The homecoming dance is the first dance of the school year. This is followed by Sadie’s in early December ( girls ask—themed costumes); Sweethearts in February (girls ask—formal); and in May, Prom for the Seniors (guys ask—formal). Considering that many adults aren’t skilled at planning social events, the process can be daunting. There is finding a date, forming a group, buying the tickets, finding a photo location, choosing a restaurant, arranging transportation, and a family kind enough to host the after-party. Hint: tenth grade boys usually need a mom to help the first time around.
There is shopping for a suit—one that might fit for at least a year. For the girls, the dress, accessories, hair and make-up must be just right. The boy’s shirt and tie are usually coordinated to the girl’s dress. If your child goes to all the dances, assuming Prom once, this is a process that will happen ten times. I think of friends with five Edina graduates. . . that would have been 50 dances! You really don’t want to know the price tag.

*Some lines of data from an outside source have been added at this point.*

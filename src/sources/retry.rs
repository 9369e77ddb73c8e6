use std::{future::Future, str::FromStr, time::Duration};

use tracing::{debug, warn};

use super::SourceError;
use crate::models::Source;

#[derive(Clone, Copy, Debug, PartialEq, Eq)]
pub enum Backoff {
    Fixed,
    Exponential,
}

impl FromStr for Backoff {
    type Err = anyhow::Error;

    fn from_str(s: &str) -> Result<Self, Self::Err> {
        match s.trim().to_ascii_lowercase().as_str() {
            "fixed" => Ok(Backoff::Fixed),
            "exponential" => Ok(Backoff::Exponential),
            other => anyhow::bail!("unknown backoff {other:?}, expected fixed or exponential"),
        }
    }
}

#[derive(Clone, Debug)]
pub struct RetryPolicy {
    pub max_attempts: u32,
    pub base_delay: Duration,
    pub backoff: Backoff,
}

impl RetryPolicy {
    pub fn new(max_attempts: u32, base_delay: Duration, backoff: Backoff) -> Self {
        Self { max_attempts: max_attempts.max(1), base_delay, backoff }
    }

    /// Delay before retry number `attempt` (1-based: the wait after the first failure).
    pub fn delay_for(&self, attempt: u32) -> Duration {
        match self.backoff {
            Backoff::Fixed => self.base_delay,
            Backoff::Exponential => {
                let factor = 1u32 << attempt.saturating_sub(1).min(16);
                self.base_delay.saturating_mul(factor)
            },
        }
    }

    /// Runs `op` until it succeeds, fails with a non-retryable error, or runs
    /// out of attempts. Every failure comes back as `SourceError::Unavailable`.
    pub async fn run<T, F, Fut>(&self, connector: Source, mut op: F) -> Result<T, SourceError>
    where
        F: FnMut() -> Fut,
        Fut: Future<Output = Result<T, SourceError>>,
    {
        let max_attempts = self.max_attempts.max(1);
        let mut attempt = 0;

        loop {
            attempt += 1;
            match op().await {
                Ok(value) => {
                    if attempt > 1 {
                        debug!(%connector, attempt, "request succeeded after retry");
                    }
                    return Ok(value);
                },
                Err(err) if err.is_retryable() && attempt < max_attempts => {
                    let delay = self.delay_for(attempt);
                    warn!(
                        %connector,
                        attempt,
                        delay_ms = delay.as_millis() as u64,
                        error = %err,
                        "request failed, retrying"
                    );
                    tokio::time::sleep(delay).await;
                },
                Err(SourceError::Unavailable { connector, attempts, reason }) => {
                    return Err(SourceError::Unavailable { connector, attempts, reason });
                },
                Err(err) => {
                    return Err(SourceError::Unavailable {
                        connector,
                        attempts: attempt,
                        reason: err.to_string(),
                    });
                },
            }
        }
    }
}

impl Default for RetryPolicy {
    fn default() -> Self {
        Self::new(3, Duration::from_millis(500), Backoff::Exponential)
    }
}

#[cfg(test)]
mod tests {
    use std::sync::atomic::{AtomicU32, Ordering};

    use reqwest::StatusCode;

    use super::*;

    fn fast(max_attempts: u32) -> RetryPolicy {
        RetryPolicy::new(max_attempts, Duration::ZERO, Backoff::Exponential)
    }

    #[test]
    fn backoff_names_parse() {
        assert_eq!("fixed".parse::<Backoff>().unwrap(), Backoff::Fixed);
        assert_eq!(" Exponential ".parse::<Backoff>().unwrap(), Backoff::Exponential);
        assert!("linear".parse::<Backoff>().is_err());
    }

    #[tokio::test]
    async fn succeeds_after_transient_failures() {
        let calls = AtomicU32::new(0);
        let result = fast(3)
            .run(Source::Tmdb, || async {
                if calls.fetch_add(1, Ordering::SeqCst) < 2 {
                    Err(SourceError::Status(StatusCode::SERVICE_UNAVAILABLE))
                } else {
                    Ok(7)
                }
            })
            .await;
        assert_eq!(result.unwrap(), 7);
        assert_eq!(calls.load(Ordering::SeqCst), 3);
    }

    #[tokio::test]
    async fn gives_up_after_max_attempts() {
        let calls = AtomicU32::new(0);
        let result: Result<(), _> = fast(3)
            .run(Source::Omdb, || async {
                calls.fetch_add(1, Ordering::SeqCst);
                Err(SourceError::Status(StatusCode::TOO_MANY_REQUESTS))
            })
            .await;
        match result {
            Err(SourceError::Unavailable { connector, attempts, .. }) => {
                assert_eq!(connector, Source::Omdb);
                assert_eq!(attempts, 3);
            },
            other => panic!("expected Unavailable, got {other:?}"),
        }
        assert_eq!(calls.load(Ordering::SeqCst), 3);
    }

    #[tokio::test]
    async fn client_errors_are_not_retried() {
        let calls = AtomicU32::new(0);
        let result: Result<(), _> = fast(5)
            .run(Source::Tmdb, || async {
                calls.fetch_add(1, Ordering::SeqCst);
                Err(SourceError::Status(StatusCode::UNAUTHORIZED))
            })
            .await;
        assert!(matches!(result, Err(SourceError::Unavailable { attempts: 1, .. })));
        assert_eq!(calls.load(Ordering::SeqCst), 1);
    }

    #[test]
    fn exponential_delay_doubles() {
        let p = RetryPolicy::new(4, Duration::from_millis(100), Backoff::Exponential);
        assert_eq!(p.delay_for(1), Duration::from_millis(100));
        assert_eq!(p.delay_for(2), Duration::from_millis(200));
        assert_eq!(p.delay_for(3), Duration::from_millis(400));

        let fixed = RetryPolicy::new(4, Duration::from_millis(100), Backoff::Fixed);
        assert_eq!(fixed.delay_for(3), Duration::from_millis(100));
    }

    #[test]
    fn zero_attempts_means_one() {
        assert_eq!(RetryPolicy::new(0, Duration::ZERO, Backoff::Fixed).max_attempts, 1);
    }
}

I hear that the asking sometimes starts in August. Not a simple ask, a creative ask. One worth re-telling. Hundreds of ideas abound. Common ones include balloons, candy, flowers or hidden messages. I’ve heard of a bedroom covered in post-it-notes, an inflatable alligator in the pool for a swimmer, scavenger hunts and a test that included the ask as the last question. Our son once wrote a very official-looking letter from the school about students with driving violations in the parking lot, which was actually a dance invitation. The deed often includes an accomplice—even a teacher. It’s all in good fun, but only one small part of the dance drama. Sometimes the ask has a glitch. Who started this tradition anyway?
This past spring in Shelton, Connecticut, a senior at a private school who taped twelve-inch-high letters on the outside of his school—creating a sign asking his date to Prom—became an international news story. The school’s headmaster initially said that the senior was banned from the Prom. After the news hit the internet, over 200,000 supporters on Facebook and Twitter claimed that the punishment was too harsh. He was even interviewed on the TODAY show. Ultimately, James Tate was allowed to go to his Prom.
Is there a lesson from the highly-publicized Connecticut situation? Maybe to keep it simple, non-disruptive, and always ask permission involving property that isn’t your own. I’m pleased to report that our family never had to hire a sky-writer. I wonder if a young man in 2011 might consider the most courageous ask of all—face to face? That would be a tale worth repeating.